When it comes to buildings, it is an elemental truth that our dwellings are powerful metaphors, for they are the physical embodiment of lived social relations and the underlying narratives that construct social reality - a social reality that has created the crises that Murphy claims as the cause of his advocacy. Neither PH nor USGBC programs alter this situation in any way, as they affect neither the underlying social relations, their concomitant mode of production nor its epistemology. On the contrary, programs like passive house and LEED ultimately seek to codify the situation to the point of total encapsulation within the bourgeois world view where the relations between nature and humanity are mediated by elites and technology, under the false assumption that we can control outcomes.

Food, buildings and all other areas of material culture are precisely the place to begin redefining the terms of a different social life and the nature of our relationship with the earth. The material conditions of daily life are changing rapidly, and the old narratives are no longer believable. All those trapped in the fairy tales of a dying world and who share a desire for another must first abandon those conceptions of selfhood inculcated from the moment of birth. It is only there that begins the journey to a different world that has already begun to emerge.



Jeff Dardozzi is co-founder of the Earth Alchemists, a design/build collective based in Central Pennsylvania.



Notes

1. Leadership in Energy and Environmental Design. See

2. For further discussion on bourgeois ideology see Harvie Ferguson, The Science of Pleasure: Cosmos and Psyche in the Bourgeois World View, (London: Routledge, 1990).

3. Gro Harlem Brundtland (chair) and the World Commission on Environment and Development, Our Common Future, (Oxford: Oxford University Press, 1987), ch.2 section IV.1.

4. Passive House Institute http://www.passivehouse.us/passiveHouse/PHIUSHome.html

5. Jennifer Barker, How Many "Energy Slaves" Do We Employ? Altenergy Magazine, http://www.altenergymag.com/emagazine.php?issue_number=06.08.01&article=slaves

6. Energy Information Administration, Annual Energy Review 2008, http://www.eia.doe.gov/emeu/aer/pdf/pages/sec2_22.pdf

7. John M. Polimeni et. al, Jevons' Paradox and the Myth of Resource Efficiency Improvements (London: Earthscan Publications Ltd. , 2008).

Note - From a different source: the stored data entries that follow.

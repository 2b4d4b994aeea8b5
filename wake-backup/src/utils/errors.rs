//! Error types for a backup run.
//!
//! Each stage of the lifecycle has its own error enum; they all fold into
//! [`BackupError`], which also decides the process exit code.

use std::path::PathBuf;
use thiserror::Error;

/// Bad or missing input. Always raised before the remote host is touched.
#[derive(Error, Debug)]
pub enum ValidationError {
    #[error("source directory {0} does not exist")]
    SourceMissing(PathBuf),

    #[error("source {0} is not a readable, listable directory")]
    SourceUnreadable(PathBuf),

    #[error("destination '{spec}': {reason}")]
    Destination { spec: String, reason: String },

    #[error("exclude file {0} is not readable")]
    ExcludeFile(PathBuf),

    #[error("invalid MAC address '{0}' (expected XX:XX:XX:XX:XX:XX)")]
    MacAddress(String),

    #[error("cannot send wake-on-lan packets: {0}")]
    WakeUnavailable(String),

    #[error("required program '{0}' was not found in PATH")]
    MissingProgram(String),

    #[error("log file {path}: {reason}")]
    LogFile { path: PathBuf, reason: String },

    #[error("snapshot name: {0}")]
    SnapshotName(String),

    #[error("settings file {path}: {reason}")]
    SettingsFile { path: PathBuf, reason: String },

    #[error("missing required argument: {0}")]
    MissingArgument(&'static str),
}

/// The destination host could not be reached or authenticated against.
#[derive(Error, Debug)]
pub enum ConnectivityError {
    #[error("local network stack is not working (loopback does not answer)")]
    LocalNetwork,

    #[error("host name {host} could not be resolved")]
    Resolve { host: String },

    #[error("{host} does not answer ping and no wake-on-lan address is configured")]
    NoResponse { host: String },

    #[error("{host} still does not answer ping after {attempts} wake attempt(s)")]
    Unreachable { host: String, attempts: u32 },

    #[error("ssh port {port} on {host} is not accepting connections")]
    PortClosed { host: String, port: u16 },

    #[error("ssh authentication as {user}@{host} failed: {reason}")]
    Authentication {
        user: String,
        host: String,
        reason: String,
    },
}

/// A shell script could not be rendered or the shell could not be started.
#[derive(Error, Debug)]
pub enum ExecError {
    #[error("script '{script}': {reason}")]
    Render { script: String, reason: String },

    #[error("failed to start {program}: {source}")]
    Spawn {
        program: String,
        #[source]
        source: std::io::Error,
    },
}

#[derive(Error, Debug)]
pub enum PreflightError {
    #[error("sleep lock could not be acquired: {0}")]
    LockAcquire(String),

    #[error("sleep lock {token} reads '{status}' instead of 'active'")]
    LockNotActive { token: String, status: String },

    #[error("{0}")]
    NotADirectory(String),

    #[error("could not create backup directories: {0}")]
    Layout(String),

    #[error("could not rotate rsync log files: {0}")]
    LogRotation(String),

    #[error(transparent)]
    Exec(#[from] ExecError),
}

#[derive(Error, Debug)]
pub enum TransferError {
    #[error("failed to start rsync: {0}")]
    Spawn(#[source] std::io::Error),

    #[error("rsync exited with status {code}{}", stderr_suffix(.stderr))]
    Failed { code: i32, stderr: String },

    #[error("progress file {path}: {source}")]
    ProgressFile {
        path: PathBuf,
        #[source]
        source: std::io::Error,
    },
}

fn stderr_suffix(stderr: &str) -> String {
    let tail = stderr.trim();
    if tail.is_empty() {
        String::new()
    } else {
        format!(": {}", tail.lines().last().unwrap_or_default())
    }
}

#[derive(Error, Debug)]
pub enum PruneError {
    #[error("could not list old backups (status {status}): {output}")]
    Listing { status: i32, output: String },

    #[error("could not delete old backup '{label}' (status {status}): {output}")]
    Remove {
        label: String,
        status: i32,
        output: String,
    },

    #[error(transparent)]
    Exec(#[from] ExecError),
}

/// Delivery failure of a desktop notification. Never fatal.
#[derive(Error, Debug)]
#[error("notification failed: {0}")]
pub struct NotifyError(pub String);

/// Top-level error of a backup run.
#[derive(Error, Debug)]
pub enum BackupError {
    #[error("invalid configuration: {0}")]
    Validation(#[from] ValidationError),

    #[error("backup server not reachable: {0}")]
    Connectivity(#[from] ConnectivityError),

    #[error("preparing the backup failed: {0}")]
    Preflight(#[from] PreflightError),

    #[error("backup transfer failed: {0}")]
    Transfer(#[from] TransferError),

    #[error("data is safe, but pruning old backups failed: {0}")]
    Prune(#[from] PruneError),

    #[error("data is safe, but releasing the sleep lock failed: {0}")]
    LockRelease(String),

    #[error("interrupted by {0}")]
    Interrupted(String),
}

impl BackupError {
    /// Process exit code for this failure class.
    pub fn exit_code(&self) -> u8 {
        match self {
            BackupError::Validation(_) => 1,
            BackupError::Connectivity(_) => 2,
            BackupError::Preflight(_) => 3,
            BackupError::Transfer(_) => 4,
            BackupError::Prune(_) | BackupError::LockRelease(_) => 5,
            BackupError::Interrupted(_) => 130,
        }
    }
}

pub type Result<T> = std::result::Result<T, BackupError>;
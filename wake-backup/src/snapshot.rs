//! Naming of the per-run `old/<label>` folder.

use crate::utils::errors::ValidationError;
use chrono::format::{Item, StrftimeItems};
use std::fmt;
use std::process::Command;
use std::sync::Arc;

pub const DEFAULT_LABEL_FORMAT: &str = "%Y-%m-%d";

type NameFn = dyn Fn() -> String + Send + Sync;

/// Strategy producing the label of the current run's retained-changes folder.
#[derive(Clone)]
pub struct SnapshotNamer {
    description: String,
    name: Arc<NameFn>,
}

impl SnapshotNamer {
    /// Local calendar date, e.g. `2026-10-16`.
    pub fn date() -> Self {
        Self::from_fn(format!("date ({DEFAULT_LABEL_FORMAT})"), || {
            chrono::Local::now().format(DEFAULT_LABEL_FORMAT).to_string()
        })
    }

    /// Local time rendered with a strftime pattern.
    pub fn format(pattern: &str) -> Result<Self, ValidationError> {
        if pattern.trim().is_empty() {
            return Err(ValidationError::SnapshotName("format is empty".into()));
        }
        if StrftimeItems::new(pattern).any(|item| matches!(item, Item::Error)) {
            return Err(ValidationError::SnapshotName(format!(
                "'{pattern}' is not a valid strftime format"
            )));
        }
        let owned = pattern.to_string();
        let namer = Self::from_fn(format!("format ({pattern})"), move || {
            chrono::Local::now().format(&owned).to_string()
        });
        namer.label()?;
        Ok(namer)
    }

    /// Run `command` through `sh -c` once and freeze its trimmed output.
    pub fn from_command(command: &str) -> Result<Self, ValidationError> {
        let output = Command::new("sh")
            .arg("-c")
            .arg(command)
            .output()
            .map_err(|e| ValidationError::SnapshotName(format!("cannot run '{command}': {e}")))?;

        if !output.status.success() {
            return Err(ValidationError::SnapshotName(format!(
                "'{command}' exited with {}: {}",
                output.status,
                String::from_utf8_lossy(&output.stderr).trim()
            )));
        }

        let label = String::from_utf8_lossy(&output.stdout).trim().to_string();
        validate_label(&label).map_err(ValidationError::SnapshotName)?;
        Ok(Self::from_fn(format!("command ({command})"), move || label.clone()))
    }

    pub fn from_fn<F>(description: impl Into<String>, name: F) -> Self
    where
        F: Fn() -> String + Send + Sync + 'static,
    {
        Self {
            description: description.into(),
            name: Arc::new(name),
        }
    }

    /// Produce and check the label for this run.
    pub fn label(&self) -> Result<String, ValidationError> {
        let label = (self.name)();
        validate_label(&label).map_err(ValidationError::SnapshotName)?;
        Ok(label)
    }

    pub fn description(&self) -> &str {
        &self.description
    }
}

impl Default for SnapshotNamer {
    fn default() -> Self {
        Self::date()
    }
}

impl fmt::Debug for SnapshotNamer {
    fn fmt(&self, f: &mut fmt::Formatter<'_>) -> fmt::Result {
        f.debug_struct("SnapshotNamer")
            .field("description", &self.description)
            .finish()
    }
}

/// A label must name exactly one directory entry inside `old/`.
pub fn validate_label(label: &str) -> Result<(), String> {
    if label.is_empty() {
        return Err("label is empty".into());
    }
    if label == "." || label == ".." {
        return Err(format!("'{label}' is not a usable folder name"));
    }
    if label.contains('/') || label.contains('\0') || label.contains('\n') {
        return Err(format!("'{label}' contains '/', a newline or a NUL byte"));
    }
    Ok(())
}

8. Lock, Stock and Two Smoking Barrels, DVD. Directed by Guy Ritchie 1999, London: Summit Entertainment.

9. J. Michaels and R.R.Vallacher, The Ghost in the System: Where Free Will Lurks in Human Minds. In-Mind Magazine, October 21, 2009, p. 9.

10. Jon D. Hanson and David G. Yosifon, The Situational Character: A Critical Realist Perspective on the Human Animal, Harvard Public Law Working Paper No. 08-33 (2004).